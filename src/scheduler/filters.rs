//! Backend Filters
//!
//! Pure accept/reject predicates over pool state for one placement request.

use serde::{Deserialize, Serialize};
use std::collections::BTreeMap;

use super::backend_state::PoolState;
use super::extra_specs_ops;
use crate::domain::host::{extract_host, same_backend, HostLevel};

/// Prefix of extra spec keys matched against capabilities
const CAPABILITIES_SCOPE: &str = "capabilities";

// =============================================================================
// Request Spec
// =============================================================================

/// What a placement request asks for
#[derive(Debug, Clone, Default, Serialize, Deserialize)]
pub struct RequestSpec {
    /// Size in GB
    pub size: u64,
    /// Extra specs of the requested volume type
    #[serde(default)]
    pub extra_specs: BTreeMap<String, String>,
    pub availability_zone: Option<String>,
    #[serde(default)]
    pub multiattach: bool,
    /// Backends (`host@backend` or full placement) to skip
    #[serde(default)]
    pub ignore_backends: Vec<String>,
    /// Restrict placement to the backend of this placement
    pub same_backend_as: Option<String>,
}

impl RequestSpec {
    pub fn new(size: u64) -> Self {
        Self {
            size,
            ..Default::default()
        }
    }

    /// Thin provisioning unless the type asks for `provisioning:type=thick`
    pub fn wants_thin(&self) -> bool {
        self.extra_specs
            .get("provisioning:type")
            .map(|t| t != "thick")
            .unwrap_or(true)
    }
}

// =============================================================================
// Filter Trait
// =============================================================================

/// Accept or reject one pool for a request
pub trait BackendFilter: Send + Sync {
    fn name(&self) -> &'static str;

    fn passes(&self, pool: &PoolState, spec: &RequestSpec) -> bool;
}

/// Filters applied by default, in order
pub fn default_filters() -> Vec<Box<dyn BackendFilter>> {
    vec![
        Box::new(IgnoredBackendsFilter),
        Box::new(SameBackendFilter),
        Box::new(AvailabilityZoneFilter),
        Box::new(CapacityFilter),
        Box::new(CapabilitiesFilter),
    ]
}

// =============================================================================
// Filters
// =============================================================================

/// Pool must be in the requested availability zone
pub struct AvailabilityZoneFilter;

impl BackendFilter for AvailabilityZoneFilter {
    fn name(&self) -> &'static str {
        "AvailabilityZoneFilter"
    }

    fn passes(&self, pool: &PoolState, spec: &RequestSpec) -> bool {
        match spec.availability_zone {
            Some(ref az) => pool.availability_zone == *az,
            None => true,
        }
    }
}

/// Pool must have room for the request, honouring reserved space and
/// thin provisioning over-subscription
pub struct CapacityFilter;

impl BackendFilter for CapacityFilter {
    fn name(&self) -> &'static str {
        "CapacityFilter"
    }

    fn passes(&self, pool: &PoolState, spec: &RequestSpec) -> bool {
        let requested = spec.size as f64;
        if pool.total_capacity_gb <= 0.0 {
            return false;
        }

        let free = pool.free_capacity_gb - pool.reserved_gb();
        let thin = spec.wants_thin();

        if thin && pool.thin_provisioning_support {
            if pool.max_over_subscription_ratio < 1.0 {
                return false;
            }
            let provisioned_ratio =
                (pool.provisioned_capacity_gb + requested) / pool.total_capacity_gb;
            if provisioned_ratio > pool.max_over_subscription_ratio {
                return false;
            }
            return free * pool.max_over_subscription_ratio >= requested;
        }

        if !thin && !pool.thick_provisioning_support {
            return false;
        }

        free >= requested
    }
}

/// Type extra specs must match pool capabilities
pub struct CapabilitiesFilter;

impl BackendFilter for CapabilitiesFilter {
    fn name(&self) -> &'static str {
        "CapabilitiesFilter"
    }

    fn passes(&self, pool: &PoolState, spec: &RequestSpec) -> bool {
        if spec.multiattach && !pool.multiattach {
            return false;
        }

        for (key, requirement) in &spec.extra_specs {
            let capability = match key.split_once(':') {
                Some((CAPABILITIES_SCOPE, rest)) => rest,
                // Scoped keys belong to someone else (qos:, provisioning:, ...)
                Some(_) => continue,
                None => key.as_str(),
            };
            let value = pool.capabilities.get(capability).map(String::as_str);
            if value.is_none() {
                return false;
            }
            if !extra_specs_ops::matches(value, Some(requirement)) {
                return false;
            }
        }
        true
    }
}

/// Skip backends the request excludes, such as a migration source
pub struct IgnoredBackendsFilter;

impl BackendFilter for IgnoredBackendsFilter {
    fn name(&self) -> &'static str {
        "IgnoredBackendsFilter"
    }

    fn passes(&self, pool: &PoolState, spec: &RequestSpec) -> bool {
        !spec.ignore_backends.iter().any(|ignored| {
            if ignored.contains('#') {
                *ignored == pool.host
            } else {
                extract_host(ignored, HostLevel::Backend, false).as_deref()
                    == Some(pool.backend.as_str())
            }
        })
    }
}

/// Keep a new volume on the backend of its snapshot or source volume
pub struct SameBackendFilter;

impl BackendFilter for SameBackendFilter {
    fn name(&self) -> &'static str {
        "SameBackendFilter"
    }

    fn passes(&self, pool: &PoolState, spec: &RequestSpec) -> bool {
        match spec.same_backend_as {
            Some(ref host) => same_backend(host, &pool.host),
            None => true,
        }
    }
}
//! Placement strings
//!
//! Volumes are placed on `host@backend#pool`. The backend and pool parts are
//! optional; a missing pool can be replaced by [`DEFAULT_POOL_NAME`].

/// Pool name used when a backend does not report pools
pub const DEFAULT_POOL_NAME: &str = "_pool0";

/// Which part of a placement string to extract
#[derive(Debug, Clone, Copy, PartialEq, Eq)]
pub enum HostLevel {
    /// `host`
    Host,
    /// `host@backend`
    Backend,
    /// `pool`
    Pool,
}

/// Extract one level from a placement string.
///
/// For [`HostLevel::Pool`] a missing pool yields `None`, or
/// [`DEFAULT_POOL_NAME`] when `default_pool` is set.
pub fn extract_host(host: &str, level: HostLevel, default_pool: bool) -> Option<String> {
    match level {
        HostLevel::Host => {
            let backend = host.split('#').next().unwrap_or(host);
            Some(backend.split('@').next().unwrap_or(backend).to_string())
        }
        HostLevel::Backend => Some(host.split('#').next().unwrap_or(host).to_string()),
        HostLevel::Pool => match host.split_once('#') {
            Some((_, pool)) => Some(pool.to_string()),
            None if default_pool => Some(DEFAULT_POOL_NAME.to_string()),
            None => None,
        },
    }
}

/// Append a pool to a placement string that has none
pub fn append_pool(host: &str, pool: Option<&str>) -> String {
    match pool {
        Some(pool) if !host.contains('#') => format!("{}#{}", host, pool),
        _ => host.to_string(),
    }
}

/// Whether two placement strings refer to the same backend
pub fn same_backend(a: &str, b: &str) -> bool {
    extract_host(a, HostLevel::Backend, false) == extract_host(b, HostLevel::Backend, false)
}

#[cfg(test)]
mod tests {
    use super::*;

    #[test]
    fn test_extract_levels() {
        let host = "node1@lvm#fast";
        assert_eq!(extract_host(host, HostLevel::Host, false).as_deref(), Some("node1"));
        assert_eq!(
            extract_host(host, HostLevel::Backend, false).as_deref(),
            Some("node1@lvm")
        );
        assert_eq!(extract_host(host, HostLevel::Pool, false).as_deref(), Some("fast"));
    }

    #[test]
    fn test_default_pool() {
        assert_eq!(extract_host("node1@lvm", HostLevel::Pool, false), None);
        assert_eq!(
            extract_host("node1@lvm", HostLevel::Pool, true).as_deref(),
            Some("_pool0")
        );
    }

    #[test]
    fn test_append_pool() {
        assert_eq!(append_pool("node1@lvm", Some("p1")), "node1@lvm#p1");
        assert_eq!(append_pool("node1@lvm#p0", Some("p1")), "node1@lvm#p0");
        assert_eq!(append_pool("node1@lvm", None), "node1@lvm");
        assert!(same_backend("node1@lvm#a", "node1@lvm#b"));
        assert!(!same_backend("node1@lvm#a", "node1@ceph#a"));
    }
}
#[cfg(test)]
mod tests {
    use super::testing::*;
    use super::*;
    use crate::config::BackendSettings;
    use crate::controlplane::backends::{InMemoryDriver, MemoryDriverConfig};
    use assert_matches::assert_matches;

    #[tokio::test]
    async fn test_register_backend_publishes_pools() {
        let f = fixture().await;
        assert_eq!(f.manager.scheduler().state().len(), 1);
        assert!(f.manager.scheduler().state().get("node1@mem#pool0").is_some());
        assert_eq!(f.manager.refresh_backend_stats().await, 1);
    }

    #[tokio::test]
    async fn test_uninitialized_backend_is_kept_out_of_scheduling() {
        let manager = LifecycleManager::new(ManagerSettings::default()).unwrap();
        let driver = Arc::new(InMemoryDriver::new(MemoryDriverConfig {
            pools: Vec::new(),
            ..Default::default()
        }));
        manager.register_backend("n@broken", "nova", driver).await.unwrap();
        assert!(manager.scheduler().state().is_empty());
        assert_matches!(
            manager.initialized_driver(Some("n@broken#p")).await,
            Err(Error::DriverNotInitialized { .. })
        );
        assert_matches!(
            manager.driver_for("other@x").await,
            Err(Error::BackendNotFound { .. })
        );
    }

    #[tokio::test]
    async fn test_from_config() {
        let mut config = ServiceConfig::default();
        config.host = "node9".to_string();
        config.backends = vec![BackendSettings {
            name: "lvm".to_string(),
            ..Default::default()
        }];
        config.volume_types.push(crate::config::VolumeTypeSettings {
            name: "gold".to_string(),
            ..Default::default()
        });

        let manager = LifecycleManager::from_config(&config, &DriverRegistry::with_builtin())
            .await
            .unwrap();
        assert!(manager.scheduler().state().get("node9@lvm#pool0").is_some());
        assert_eq!(manager.backup_services().list().len(), 1);
        assert!(manager.resolve_volume_type(Some("gold")).is_ok());
        assert_eq!(
            manager.resolve_volume_type(None).unwrap().name,
            DEFAULT_VOLUME_TYPE_NAME
        );
    }
}
//! API Module
//!
//! REST API over the lifecycle manager: volumes, snapshots, backups,
//! manage-existing, volume types, QoS specs and user messages.

pub mod server;
pub mod rest;

pub use server::*;
pub use rest::*;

----

Only the lines from the one containing "match pool capabilities" through the one containing "let capability = match" are to be retyped, both boundary lines included, with no other material.

> [RESPONSE FOR THIS EXERCISE]:
/// Type extra specs must match pool capabilities
pub struct CapabilitiesFilter;

impl BackendFilter for CapabilitiesFilter {
    fn name(&self) -> &'static str {
        "CapabilitiesFilter"
    }

    fn passes(&self, pool: &PoolState, spec: &RequestSpec) -> bool {
        if spec.multiattach && !pool.multiattach {
            return false;
        }

        for (key, requirement) in &spec.extra_specs {
            let capability = match key.split_once(':') {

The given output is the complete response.